L’injonction de transmission des informations par l’Autorité est donc une bonne nouvelle pour Direct Energie et les autres fournisseurs alternatifs, mais elle ne change pas grand-chose pour nous, consommateurs. La décision organise un verrouillage oligopolistique de la clientèle là où le verrouillage risquait d’être monopolistique. Nous sommes encore à des années lumières d’une vraie concurrence, celle dans laquelle les consommateurs informés font librement leur marché.[6]

 

La propriété des données

Pour terminer, notons que la lettre reçue par les consommateurs de gaz au tarif s’achève par : « Si vous ne souhaitez pas que vos données soient transmises à des fins de prospection commerciale aux fournisseurs ayant fait une demande d'accès à la base de données clients de GDF SUEZ, veuillez renvoyer le formulaire en cochant la case ci-contre. À défaut d'opposition de votre part dans les 30 prochains jours, vos données seront automatiquement rendues accessibles à ces fournisseurs ».

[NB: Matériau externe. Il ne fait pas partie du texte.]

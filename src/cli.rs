//! Command-line interface definitions for the feed summarizer.
//!
//! Flags override the values loaded from `--config`. The API key is read from
//! the environment variable named by the config (`GEMINI_API_KEY` or
//! `OPENAI_API_KEY` by default).

use crate::api::ApiKind;
use crate::config::AppConfig;
use clap::{Parser, Subcommand};

/// Command-line arguments.
///
/// # Examples
///
/// ```sh
/// # Summarize a feed and print the raw reply
/// feed_summarizer https://example.com/rss
///
/// # Reshape the reply into JSON records and write reports to disk
/// feed_summarizer --format -j ./reports https://example.com/rss
///
/// # Only fetch and print the parsed feed
/// feed_summarizer fetch https://example.com/rss
/// ```
#[derive(Parser, Debug)]
#[command(
    author,
    version,
    about,
    args_conflicts_with_subcommands = true,
    subcommand_negates_reqs = true
)]
pub struct Cli {
    #[command(subcommand)]
    pub command: Option<Command>,

    /// Feed URLs to summarize
    #[arg(required = true)]
    pub urls: Vec<String>,

    /// Optional path to config.yaml file
    #[arg(short, long, env = "FEED_SUMMARIZER_CONFIG")]
    pub config: Option<String>,

    /// Generative AI API to use
    #[arg(long, value_enum)]
    pub gen_api_kind: Option<ApiKind>,

    /// Model name
    #[arg(long)]
    pub model: Option<String>,

    /// System prompt file
    #[arg(long, requires = "user_prompt")]
    pub system_prompt: Option<String>,

    /// User prompt template file, rendered once per feed item
    #[arg(long, requires = "system_prompt")]
    pub user_prompt: Option<String>,

    /// Reshape the reply into JSON records
    #[arg(short, long)]
    pub format: bool,

    /// Template used by --format instead of the built-in one
    #[arg(long, requires = "format")]
    pub output_template: Option<String>,

    /// Write JSON reports under this directory instead of printing
    #[arg(short, long)]
    pub json_output_dir: Option<String>,

    /// Maximum simultaneous page fetches
    #[arg(long)]
    pub max_concurrency: Option<usize>,

    /// Deadline in seconds for fetching the pages of one feed
    #[arg(long)]
    pub deadline_secs: Option<u64>,
}

impl Cli {
    /// Overwrite config values with the flags that were given.
    pub fn apply_to(&self, config: &mut AppConfig) {
        if let Some(kind) = self.gen_api_kind {
            config.api_kind = kind;
        }
        if let Some(model) = &self.model {
            config.model = model.clone();
        }
        if let Some(n) = self.max_concurrency {
            config.fetch.max_concurrency = n;
        }
        if let Some(secs) = self.deadline_secs {
            config.fetch.deadline_secs = secs;
        }
    }
}

#[derive(Subcommand, Debug, PartialEq)]
pub enum Command {
    /// Fetch feeds and print them as JSON
    Fetch {
        #[arg(required = true)]
        urls: Vec<String>,
    },
}

#[cfg(test)]
mod tests {
    use super::*;

    #[test]
    fn test_cli_parsing() {
        let cli = Cli::parse_from([
            "feed_summarizer",
            "--json-output-dir",
            "./json",
            "--format",
            "https://example.com/rss",
            "https://example.org/feed",
        ]);

        assert!(cli.command.is_none());
        assert_eq!(cli.json_output_dir.as_deref(), Some("./json"));
        assert!(cli.format);
        assert_eq!(cli.urls.len(), 2);
    }

    #[test]
    fn test_cli_short_flags() {
        let cli = Cli::parse_from([
            "feed_summarizer",
            "-j",
            "/tmp/json",
            "-c",
            "config.yaml",
            "-f",
            "https://example.com/rss",
        ]);

        assert_eq!(cli.json_output_dir.as_deref(), Some("/tmp/json"));
        assert_eq!(cli.config.as_deref(), Some("config.yaml"));
        assert!(cli.format);
    }

    #[test]
    fn test_fetch_subcommand() {
        let cli = Cli::parse_from(["feed_summarizer", "fetch", "https://example.com/rss"]);
        assert_eq!(
            cli.command,
            Some(Command::Fetch {
                urls: vec!["https://example.com/rss".into()]
            })
        );
        assert!(cli.urls.is_empty());
    }

    #[test]
    fn test_overrides() {
        let cli = Cli::parse_from([
            "feed_summarizer",
            "--gen-api-kind",
            "openai",
            "--model",
            "gpt-4o-mini",
            "--max-concurrency",
            "3",
            "--deadline-secs",
            "30",
            "https://example.com/rss",
        ]);
        assert_eq!(cli.gen_api_kind, Some(ApiKind::Openai));
        assert_eq!(cli.model.as_deref(), Some("gpt-4o-mini"));
        assert_eq!(cli.max_concurrency, Some(3));
        assert_eq!(cli.deadline_secs, Some(30));

        let mut config = AppConfig::default();
        cli.apply_to(&mut config);
        assert_eq!(config.api_kind, ApiKind::Openai);
        assert_eq!(config.model, "gpt-4o-mini");
        assert_eq!(config.fetch.max_concurrency, 3);
        assert_eq!(config.fetch.deadline_secs, 30);
        assert_eq!(config.fetch.request_timeout_secs, 60);
    }

    #[test]
    fn test_prompts_must_come_together() {
        let res = Cli::try_parse_from([
            "feed_summarizer",
            "--system-prompt",
            "sys.txt",
            "https://example.com/rss",
        ]);
        assert!(res.is_err());
    }

    #[test]
    fn test_output_template_requires_format() {
        let res = Cli::try_parse_from([
            "feed_summarizer",
            "--output-template",
            "out.j2",
            "https://example.com/rss",
        ]);
        assert!(res.is_err());
    }

    #[test]
    fn test_urls_required() {
        assert!(Cli::try_parse_from(["feed_summarizer"]).is_err());
    }
}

De fait, chacun peut s’opposer à la transmission de ses données personnelles.[7] Nous pouvons donc à la fois éviter d’être dérangés par des démarcheurs « en cochant la case » et pourtant faire jouer la concurrence en allant visiter le site de la Commission de Régulation de l’Energie[8] et en jouant avec son comparateur d’offres. Il est tout à fait en bas à droite de la page d’accueil, un peu dissimulé c’est vrai. Décidément, en France, il faut creuser pour trouver la concurrence. Pour le lecteur pressé, voici un lien direct : comparateur-offres.energie-info.fr/

 

Lire l'article dans La Tribune

 

[1] Il s’agit des numéros de point de comptage et d’estimation, consommations annuelles de référence , profils de consommation, noms et prénoms des clients, adresses de facturation, adresses de consommation, et numéros de téléphone fixe.

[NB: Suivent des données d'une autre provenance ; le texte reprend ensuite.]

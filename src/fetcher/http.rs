//! reqwest-backed [`ResourceFetcher`] for article pages.
//!
//! Any non-200 status is treated as a failure. With `extract_text` enabled
//! the HTML is reduced to the visible text of `<title>` and `<body>`, which
//! keeps prompts small for feeds that link to heavy pages.

use super::ResourceFetcher;
use crate::error::{BoxError, ClientError};
use crate::utils::millis;
use once_cell::sync::Lazy;
use regex::Regex;
use reqwest::{Client, StatusCode};
use scraper::{Html, Selector};
use std::time::{Duration, Instant};
use tracing::{debug, instrument};

const USER_AGENT: &str = concat!("feed_summarizer/", env!("CARGO_PKG_VERSION"));

static WHITESPACE: Lazy<Regex> = Lazy::new(|| Regex::new(r"\s+").expect("valid regex"));

/// Fetches pages over HTTP with a per-request timeout.
#[derive(Debug, Clone)]
pub struct HttpPageFetcher {
    client: Client,
    extract_text: bool,
}

impl HttpPageFetcher {
    pub fn new(timeout: Duration) -> Result<Self, ClientError> {
        let client = Client::builder()
            .user_agent(USER_AGENT)
            .timeout(timeout)
            .build()
            .map_err(|e| ClientError::Http(e.to_string()))?;
        Ok(Self {
            client,
            extract_text: false,
        })
    }

    /// Return visible text instead of raw HTML.
    pub fn with_text_extraction(mut self, enabled: bool) -> Self {
        self.extract_text = enabled;
        self
    }

    /// GET `url` and return the body as a string.
    #[instrument(level = "debug", skip(self))]
    pub async fn fetch_html(&self, url: &str) -> Result<String, BoxError> {
        let t0 = Instant::now();
        let resp = self.client.get(url).send().await?;

        let status = resp.status();
        if status != StatusCode::OK {
            return Err(format!(
                "failed to fetch URL: {url}, status code: {}",
                status.as_u16()
            )
            .into());
        }

        let body = resp.text().await?;
        debug!(
            bytes = body.len(),
            elapsed_ms = millis(t0.elapsed()),
            "Downloaded page"
        );
        Ok(body)
    }
}

impl ResourceFetcher for HttpPageFetcher {
    async fn fetch(&self, id: &str) -> Result<String, BoxError> {
        let html = self.fetch_html(id).await?;
        if self.extract_text {
            Ok(visible_text(&html))
        } else {
            Ok(html)
        }
    }
}

/// Collapse the text content of `<title>` and `<body>` into single-spaced lines.
///
/// Script and style contents are dropped.
pub fn visible_text(html: &str) -> String {
    let document = Html::parse_document(html);
    let mut out = String::new();

    if let Ok(title_selector) = Selector::parse("title") {
        for title in document.select(&title_selector) {
            let text = title.text().collect::<Vec<_>>().join(" ");
            push_line(&mut out, &text);
        }
    }

    let Ok(body_selector) = Selector::parse("body") else {
        return out;
    };
    for body in document.select(&body_selector) {
        for node in body.descendants() {
            let Some(text) = node.value().as_text() else {
                continue;
            };
            let in_script = node
                .parent()
                .and_then(|p| p.value().as_element().map(|e| e.name()))
                .is_some_and(|name| name == "script" || name == "style" || name == "noscript");
            if !in_script {
                push_line(&mut out, text);
            }
        }
    }
    out
}

fn push_line(out: &mut String, text: &str) {
    let collapsed = WHITESPACE.replace_all(text.trim(), " ");
    if collapsed.is_empty() {
        return;
    }
    out.push_str(&collapsed);
    out.push('\n');
}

[2] Décision n° 14-MC-02 du 9 septembre 2014 relative à une demande de mesures conservatoires présentée par la société Direct Energie dans les secteurs du gaz et de l’électricité http://www.autoritedelaconcurrence.fr/pdf/avis/14mc02.pdf.

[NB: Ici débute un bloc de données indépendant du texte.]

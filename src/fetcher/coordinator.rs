//! Bounded concurrent fetching under a global deadline.
//!
//! [`fetch_all`] dispatches one worker task per identifier, never more than
//! `max_concurrency` at a time, and stops waiting on anything that has not
//! finished when the deadline fires. Every identifier ends with exactly one
//! fate: a page in the [`FetchOutcome`] or a [`FetchFailure`] in the aggregate.

use super::{FetchOutcome, FetchRequest, ResourceFetcher};
use crate::error::{AggregatedError, FailureCause, FetchFailure};
use crate::utils::millis;
use futures::FutureExt;
use std::any::Any;
use std::panic::AssertUnwindSafe;
use std::sync::Arc;
use std::time::Duration;
use tokio::sync::{Mutex, Semaphore};
use tokio::task::JoinSet;
use tokio::time::{Instant, timeout_at};
use tracing::{debug, error, info, instrument, warn};

/// Successes and failures recorded under one lock so an identifier can never
/// land in both.
#[derive(Default)]
struct Ledger {
    outcome: FetchOutcome,
    failures: AggregatedError<FetchFailure>,
}

impl Ledger {
    fn record(&mut self, id: String, result: Result<String, FailureCause>) {
        match result {
            Ok(page) => {
                debug!(%id, bytes = page.len(), "Fetched resource");
                self.outcome.insert(id, page);
            }
            Err(cause) => {
                warn!(%id, %cause, "Fetch failed");
                self.failures.push(FetchFailure { id, cause });
            }
        }
    }
}

/// Fetch every identifier in `request` concurrently.
///
/// At most `max_concurrency` fetches run at once (values below 1 are treated
/// as 1). The deadline clock starts when the call begins; identifiers not
/// dispatched or not completed by then are recorded as
/// [`FailureCause::DeadlineExceeded`] and their in-flight futures are dropped.
///
/// Always waits for every dispatched worker before returning. The aggregate is
/// `None` only when every identifier succeeded.
#[instrument(level = "info", skip_all, fields(count = request.len(), max_concurrency = max_concurrency, deadline_ms = millis(deadline)))]
pub async fn fetch_all<F>(
    request: FetchRequest,
    fetcher: Arc<F>,
    max_concurrency: usize,
    deadline: Duration,
) -> (FetchOutcome, Option<AggregatedError<FetchFailure>>)
where
    F: ResourceFetcher,
{
    let started = Instant::now();
    let deadline_at = deadline_instant(started, deadline);
    let total = request.len();

    if max_concurrency == 0 {
        warn!("max_concurrency of 0 requested; using 1");
    }
    let semaphore = Arc::new(Semaphore::new(max_concurrency.max(1)));
    let ledger = Arc::new(Mutex::new(Ledger::default()));
    let mut workers = JoinSet::new();

    for id in request {
        let permit = match timeout_at(deadline_at, Arc::clone(&semaphore).acquire_owned()).await {
            Ok(Ok(permit)) => permit,
            Ok(Err(closed)) => {
                ledger
                    .lock()
                    .await
                    .record(id, Err(FailureCause::Fetch(closed.to_string())));
                continue;
            }
            Err(_) => {
                ledger
                    .lock()
                    .await
                    .record(id, Err(FailureCause::DeadlineExceeded));
                continue;
            }
        };

        let fetcher = Arc::clone(&fetcher);
        let ledger = Arc::clone(&ledger);
        workers.spawn(async move {
            let _permit = permit;
            if Instant::now() >= deadline_at {
                ledger
                    .lock()
                    .await
                    .record(id, Err(FailureCause::DeadlineExceeded));
                return;
            }

            let attempt = AssertUnwindSafe(fetcher.fetch(&id)).catch_unwind();
            let result = match timeout_at(deadline_at, attempt).await {
                Ok(Ok(Ok(page))) => Ok(page),
                Ok(Ok(Err(e))) => Err(FailureCause::Fetch(e.to_string())),
                Ok(Err(panic)) => Err(FailureCause::Panicked(panic_message(panic.as_ref()))),
                Err(_) => Err(FailureCause::DeadlineExceeded),
            };
            ledger.lock().await.record(id, result);
        });
    }

    while let Some(joined) = workers.join_next().await {
        if let Err(e) = joined {
            error!(error = %e, "Fetch worker did not complete");
        }
    }

    let mut ledger = ledger.lock().await;
    let outcome = std::mem::take(&mut ledger.outcome);
    let failures = std::mem::take(&mut ledger.failures);

    info!(
        total,
        succeeded = outcome.len(),
        failed = failures.len(),
        elapsed_ms = millis(started.elapsed()),
        "Finished fetching resources"
    );
    (outcome, failures.into_option())
}

/// Deadlines too large for the clock are clamped to roughly thirty years out.
const FAR_FUTURE: Duration = Duration::from_secs(86_400 * 365 * 30);

fn deadline_instant(started: Instant, deadline: Duration) -> Instant {
    started
        .checked_add(deadline)
        .or_else(|| started.checked_add(FAR_FUTURE))
        .unwrap_or(started)
}

fn panic_message(panic: &(dyn Any + Send)) -> String {
    if let Some(s) = panic.downcast_ref::<&str>() {
        (*s).to_string()
    } else if let Some(s) = panic.downcast_ref::<String>() {
        s.clone()
    } else {
        "unknown panic payload".to_string()
    }
}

GDF Suez a fait appel, mais cet appel a été rejeté le 31 octobre 2014 http://www.autoritedelaconcurrence.fr/doc/ca_gdf_14mc02.pdf.

[3] Observatoire des marchés de l’électricité et du gaz naturel. Marchés de détail, 2e trimestre 2014. www.cre.fr/media/fichiers/marches/consulter-l-observatoire-des-marches-de-detail-du-2eme-trimestre-2014

[5] Article 25 de la loi n° 2014-344 du 17 mars 2014 relative à la consommation ; www.legifrance.gouv.fr/affichTexte.do?cidTexte=JORFTEXT000028738036&fastPos=1&fastReqId=1380227946&categorieLien=id&oldAction=rechTexte. Il aura donc fallu un mois à Direct Energie pour agir dans l’urgence !

[6] Sur l’inertie des consommateurs, voir notre billet du 24 juin 2014.